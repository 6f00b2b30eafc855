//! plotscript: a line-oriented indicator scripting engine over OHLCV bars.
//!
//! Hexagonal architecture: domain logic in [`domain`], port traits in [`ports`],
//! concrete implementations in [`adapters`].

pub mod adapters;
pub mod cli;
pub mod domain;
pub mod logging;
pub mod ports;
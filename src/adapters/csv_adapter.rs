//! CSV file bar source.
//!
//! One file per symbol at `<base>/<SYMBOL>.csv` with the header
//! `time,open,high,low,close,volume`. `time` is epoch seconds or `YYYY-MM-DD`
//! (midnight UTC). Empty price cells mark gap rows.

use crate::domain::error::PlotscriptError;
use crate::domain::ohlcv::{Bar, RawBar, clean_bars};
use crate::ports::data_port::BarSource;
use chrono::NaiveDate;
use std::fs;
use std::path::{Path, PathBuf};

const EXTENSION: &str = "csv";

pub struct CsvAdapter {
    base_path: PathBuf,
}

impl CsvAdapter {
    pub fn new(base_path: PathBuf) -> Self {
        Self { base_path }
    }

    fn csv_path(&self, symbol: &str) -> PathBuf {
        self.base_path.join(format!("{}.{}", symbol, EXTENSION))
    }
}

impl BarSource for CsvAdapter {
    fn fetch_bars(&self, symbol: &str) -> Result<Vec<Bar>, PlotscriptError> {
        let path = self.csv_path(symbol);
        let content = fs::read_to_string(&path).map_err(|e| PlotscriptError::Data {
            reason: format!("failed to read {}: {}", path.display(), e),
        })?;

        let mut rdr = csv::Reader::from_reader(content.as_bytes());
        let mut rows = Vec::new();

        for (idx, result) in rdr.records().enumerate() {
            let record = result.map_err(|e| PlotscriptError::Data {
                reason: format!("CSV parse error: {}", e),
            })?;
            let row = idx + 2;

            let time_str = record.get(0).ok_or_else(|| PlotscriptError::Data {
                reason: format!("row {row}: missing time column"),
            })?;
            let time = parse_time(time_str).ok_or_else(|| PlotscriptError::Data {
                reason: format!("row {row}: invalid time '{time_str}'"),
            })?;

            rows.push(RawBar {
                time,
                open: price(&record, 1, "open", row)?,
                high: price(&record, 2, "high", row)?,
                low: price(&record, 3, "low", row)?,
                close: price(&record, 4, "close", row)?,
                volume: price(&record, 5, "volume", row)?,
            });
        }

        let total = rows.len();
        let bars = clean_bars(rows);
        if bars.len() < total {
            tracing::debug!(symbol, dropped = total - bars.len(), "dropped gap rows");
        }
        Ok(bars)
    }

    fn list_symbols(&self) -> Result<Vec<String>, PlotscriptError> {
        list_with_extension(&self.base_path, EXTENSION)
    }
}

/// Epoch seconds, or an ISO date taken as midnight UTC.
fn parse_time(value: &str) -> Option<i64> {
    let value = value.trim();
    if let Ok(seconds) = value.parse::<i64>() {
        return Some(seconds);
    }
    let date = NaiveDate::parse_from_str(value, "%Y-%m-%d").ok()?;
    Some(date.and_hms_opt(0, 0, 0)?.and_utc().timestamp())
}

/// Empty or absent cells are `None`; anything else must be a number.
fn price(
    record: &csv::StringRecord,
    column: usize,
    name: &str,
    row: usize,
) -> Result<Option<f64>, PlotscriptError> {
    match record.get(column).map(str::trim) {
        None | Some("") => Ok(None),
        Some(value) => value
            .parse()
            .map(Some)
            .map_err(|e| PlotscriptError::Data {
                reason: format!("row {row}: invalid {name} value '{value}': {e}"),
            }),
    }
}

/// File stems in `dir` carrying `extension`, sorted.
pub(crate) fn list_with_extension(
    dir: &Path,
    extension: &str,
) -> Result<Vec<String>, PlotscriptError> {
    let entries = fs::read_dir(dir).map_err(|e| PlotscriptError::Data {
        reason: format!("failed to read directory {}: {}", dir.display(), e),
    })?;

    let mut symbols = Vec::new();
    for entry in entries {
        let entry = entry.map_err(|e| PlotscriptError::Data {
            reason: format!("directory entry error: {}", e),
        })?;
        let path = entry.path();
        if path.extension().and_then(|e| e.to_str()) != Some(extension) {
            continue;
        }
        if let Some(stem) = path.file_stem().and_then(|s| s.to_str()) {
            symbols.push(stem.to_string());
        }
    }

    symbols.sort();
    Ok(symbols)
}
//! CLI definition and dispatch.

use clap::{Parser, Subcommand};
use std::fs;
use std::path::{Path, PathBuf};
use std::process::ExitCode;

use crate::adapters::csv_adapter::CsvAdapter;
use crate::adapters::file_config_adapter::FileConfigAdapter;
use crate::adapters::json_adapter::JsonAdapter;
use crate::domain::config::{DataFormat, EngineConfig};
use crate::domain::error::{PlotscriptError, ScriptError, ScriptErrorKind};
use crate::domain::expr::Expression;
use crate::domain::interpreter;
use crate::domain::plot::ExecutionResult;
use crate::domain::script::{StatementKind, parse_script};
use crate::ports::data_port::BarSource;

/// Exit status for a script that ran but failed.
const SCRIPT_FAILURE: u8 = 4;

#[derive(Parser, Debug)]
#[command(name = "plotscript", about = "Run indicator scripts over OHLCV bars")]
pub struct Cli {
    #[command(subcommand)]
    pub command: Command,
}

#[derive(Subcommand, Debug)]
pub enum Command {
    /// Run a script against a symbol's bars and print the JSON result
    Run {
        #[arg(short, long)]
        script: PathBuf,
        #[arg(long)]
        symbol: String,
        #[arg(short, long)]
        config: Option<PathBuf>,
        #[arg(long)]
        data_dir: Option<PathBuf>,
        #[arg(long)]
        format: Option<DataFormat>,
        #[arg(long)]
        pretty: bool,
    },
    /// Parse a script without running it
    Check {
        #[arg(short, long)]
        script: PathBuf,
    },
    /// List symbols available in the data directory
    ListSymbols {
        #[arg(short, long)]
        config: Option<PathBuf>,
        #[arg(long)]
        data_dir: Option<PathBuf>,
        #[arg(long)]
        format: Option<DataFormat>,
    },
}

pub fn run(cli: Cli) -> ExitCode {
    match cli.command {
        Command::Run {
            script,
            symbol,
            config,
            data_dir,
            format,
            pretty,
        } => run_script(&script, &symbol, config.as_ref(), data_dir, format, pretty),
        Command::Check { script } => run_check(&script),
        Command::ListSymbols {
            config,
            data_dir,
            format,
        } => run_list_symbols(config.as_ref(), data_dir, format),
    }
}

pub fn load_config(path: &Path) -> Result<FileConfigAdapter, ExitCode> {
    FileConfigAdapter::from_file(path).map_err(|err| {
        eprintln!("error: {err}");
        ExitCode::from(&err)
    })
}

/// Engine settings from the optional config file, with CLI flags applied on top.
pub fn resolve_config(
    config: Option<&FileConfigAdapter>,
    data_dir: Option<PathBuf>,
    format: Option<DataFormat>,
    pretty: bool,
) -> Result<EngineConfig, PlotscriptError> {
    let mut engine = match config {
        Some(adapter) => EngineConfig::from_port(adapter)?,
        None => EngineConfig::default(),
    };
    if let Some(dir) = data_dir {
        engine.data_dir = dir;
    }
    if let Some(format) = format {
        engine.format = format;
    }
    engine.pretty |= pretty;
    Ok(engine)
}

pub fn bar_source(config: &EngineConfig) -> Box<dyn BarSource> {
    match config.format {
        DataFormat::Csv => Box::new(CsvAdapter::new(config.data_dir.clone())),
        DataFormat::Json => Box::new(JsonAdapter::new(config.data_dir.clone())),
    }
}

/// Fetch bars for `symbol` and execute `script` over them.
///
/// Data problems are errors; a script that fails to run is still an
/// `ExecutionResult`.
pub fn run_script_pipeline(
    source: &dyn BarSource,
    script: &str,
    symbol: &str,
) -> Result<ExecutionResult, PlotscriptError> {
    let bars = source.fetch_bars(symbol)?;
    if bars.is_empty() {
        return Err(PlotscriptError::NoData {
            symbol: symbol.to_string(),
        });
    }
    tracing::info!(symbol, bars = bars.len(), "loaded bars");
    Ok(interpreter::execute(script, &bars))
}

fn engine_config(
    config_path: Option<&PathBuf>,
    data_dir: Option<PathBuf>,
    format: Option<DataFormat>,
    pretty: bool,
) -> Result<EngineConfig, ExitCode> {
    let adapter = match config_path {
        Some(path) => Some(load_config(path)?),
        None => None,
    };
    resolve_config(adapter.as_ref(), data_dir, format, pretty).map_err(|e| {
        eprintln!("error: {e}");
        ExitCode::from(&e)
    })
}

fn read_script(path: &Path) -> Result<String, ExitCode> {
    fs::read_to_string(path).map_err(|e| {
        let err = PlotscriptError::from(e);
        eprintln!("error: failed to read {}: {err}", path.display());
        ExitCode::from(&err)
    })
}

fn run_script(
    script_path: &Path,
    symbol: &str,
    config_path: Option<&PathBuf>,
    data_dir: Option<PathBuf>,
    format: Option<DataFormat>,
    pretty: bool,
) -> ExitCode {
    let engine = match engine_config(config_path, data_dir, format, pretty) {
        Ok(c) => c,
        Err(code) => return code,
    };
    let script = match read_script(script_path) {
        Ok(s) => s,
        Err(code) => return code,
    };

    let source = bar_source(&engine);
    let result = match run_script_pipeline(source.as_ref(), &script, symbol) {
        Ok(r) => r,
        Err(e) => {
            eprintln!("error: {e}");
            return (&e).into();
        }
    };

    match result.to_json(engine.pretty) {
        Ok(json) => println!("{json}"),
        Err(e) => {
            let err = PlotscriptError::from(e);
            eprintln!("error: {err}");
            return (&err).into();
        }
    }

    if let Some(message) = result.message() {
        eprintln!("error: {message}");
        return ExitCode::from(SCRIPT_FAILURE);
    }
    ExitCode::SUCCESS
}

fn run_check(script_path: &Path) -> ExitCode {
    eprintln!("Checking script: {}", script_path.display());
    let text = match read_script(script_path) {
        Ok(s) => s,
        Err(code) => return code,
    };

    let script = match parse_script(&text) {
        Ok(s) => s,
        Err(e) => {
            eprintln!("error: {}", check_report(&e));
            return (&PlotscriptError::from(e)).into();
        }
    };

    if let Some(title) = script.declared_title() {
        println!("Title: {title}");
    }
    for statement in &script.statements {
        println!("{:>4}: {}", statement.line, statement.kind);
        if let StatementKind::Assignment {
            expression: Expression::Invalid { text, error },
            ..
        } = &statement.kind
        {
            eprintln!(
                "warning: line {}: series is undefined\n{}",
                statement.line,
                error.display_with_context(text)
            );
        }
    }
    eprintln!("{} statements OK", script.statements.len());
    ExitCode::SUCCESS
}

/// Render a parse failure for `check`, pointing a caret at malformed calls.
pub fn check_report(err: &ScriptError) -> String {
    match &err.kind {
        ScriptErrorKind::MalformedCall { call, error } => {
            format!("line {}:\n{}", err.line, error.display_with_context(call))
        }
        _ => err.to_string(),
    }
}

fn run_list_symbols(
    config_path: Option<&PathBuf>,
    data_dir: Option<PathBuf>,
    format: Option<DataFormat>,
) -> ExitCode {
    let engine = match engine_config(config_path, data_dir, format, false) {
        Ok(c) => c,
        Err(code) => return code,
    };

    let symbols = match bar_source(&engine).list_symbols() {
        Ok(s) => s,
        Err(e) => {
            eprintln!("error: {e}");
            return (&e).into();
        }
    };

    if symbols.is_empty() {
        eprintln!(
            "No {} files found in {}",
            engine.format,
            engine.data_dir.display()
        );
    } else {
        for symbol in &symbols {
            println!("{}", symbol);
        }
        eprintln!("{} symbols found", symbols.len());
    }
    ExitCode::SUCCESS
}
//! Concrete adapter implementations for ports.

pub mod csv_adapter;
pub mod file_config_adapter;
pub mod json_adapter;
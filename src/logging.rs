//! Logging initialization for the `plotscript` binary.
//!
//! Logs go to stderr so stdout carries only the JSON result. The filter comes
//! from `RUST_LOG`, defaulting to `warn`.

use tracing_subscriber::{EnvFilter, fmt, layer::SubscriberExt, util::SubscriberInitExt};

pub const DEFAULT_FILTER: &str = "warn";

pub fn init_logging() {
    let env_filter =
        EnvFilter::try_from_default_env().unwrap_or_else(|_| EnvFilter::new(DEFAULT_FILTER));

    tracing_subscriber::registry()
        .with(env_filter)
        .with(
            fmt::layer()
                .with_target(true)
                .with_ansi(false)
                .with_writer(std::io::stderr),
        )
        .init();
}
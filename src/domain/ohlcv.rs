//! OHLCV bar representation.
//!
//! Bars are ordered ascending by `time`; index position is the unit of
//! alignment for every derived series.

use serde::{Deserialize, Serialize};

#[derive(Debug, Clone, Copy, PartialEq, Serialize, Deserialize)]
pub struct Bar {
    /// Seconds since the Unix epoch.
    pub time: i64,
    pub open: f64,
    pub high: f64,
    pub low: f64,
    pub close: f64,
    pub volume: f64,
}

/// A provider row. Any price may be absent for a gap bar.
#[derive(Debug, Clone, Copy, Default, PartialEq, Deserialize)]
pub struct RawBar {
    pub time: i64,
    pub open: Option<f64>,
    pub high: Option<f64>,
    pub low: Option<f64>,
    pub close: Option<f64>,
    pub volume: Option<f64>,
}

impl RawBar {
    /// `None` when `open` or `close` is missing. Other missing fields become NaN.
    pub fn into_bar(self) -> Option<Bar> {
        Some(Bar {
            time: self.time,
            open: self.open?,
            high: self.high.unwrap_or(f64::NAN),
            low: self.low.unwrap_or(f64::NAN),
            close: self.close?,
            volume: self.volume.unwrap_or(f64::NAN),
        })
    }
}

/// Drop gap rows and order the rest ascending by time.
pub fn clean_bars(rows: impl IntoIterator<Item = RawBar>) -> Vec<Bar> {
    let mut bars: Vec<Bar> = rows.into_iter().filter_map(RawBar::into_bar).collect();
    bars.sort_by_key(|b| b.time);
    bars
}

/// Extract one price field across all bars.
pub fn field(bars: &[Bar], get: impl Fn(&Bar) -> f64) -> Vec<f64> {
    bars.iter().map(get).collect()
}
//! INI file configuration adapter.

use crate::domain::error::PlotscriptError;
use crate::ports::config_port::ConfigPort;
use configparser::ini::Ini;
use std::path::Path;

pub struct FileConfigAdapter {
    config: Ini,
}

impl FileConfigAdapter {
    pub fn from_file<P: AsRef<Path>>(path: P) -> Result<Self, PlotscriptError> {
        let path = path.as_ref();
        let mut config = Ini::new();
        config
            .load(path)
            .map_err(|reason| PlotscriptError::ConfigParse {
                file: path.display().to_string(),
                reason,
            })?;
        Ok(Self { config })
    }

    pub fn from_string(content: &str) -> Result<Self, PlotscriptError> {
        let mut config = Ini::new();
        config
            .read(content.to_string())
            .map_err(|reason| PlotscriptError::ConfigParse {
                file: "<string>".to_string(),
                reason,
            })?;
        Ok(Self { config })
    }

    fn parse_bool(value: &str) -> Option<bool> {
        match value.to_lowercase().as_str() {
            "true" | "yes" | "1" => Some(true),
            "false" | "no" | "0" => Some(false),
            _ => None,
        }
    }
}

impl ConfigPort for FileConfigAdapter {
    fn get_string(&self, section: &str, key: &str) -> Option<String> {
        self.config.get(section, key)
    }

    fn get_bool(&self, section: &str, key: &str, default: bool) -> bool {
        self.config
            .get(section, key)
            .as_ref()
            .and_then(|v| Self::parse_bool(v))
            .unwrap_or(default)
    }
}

- - -

Brief: Check each line of the listing above, and copy it if it contains the word "open".

Exercise output:
//! `time,open,high,low,close,volume`. `time` is epoch seconds or `YYYY-MM-DD`
                open: price(&record, 1, "open", row)?,
    pub open: f64,
    pub open: Option<f64>,
    /// `None` when `open` or `close` is missing. Other missing fields become NaN.
            open: self.open?,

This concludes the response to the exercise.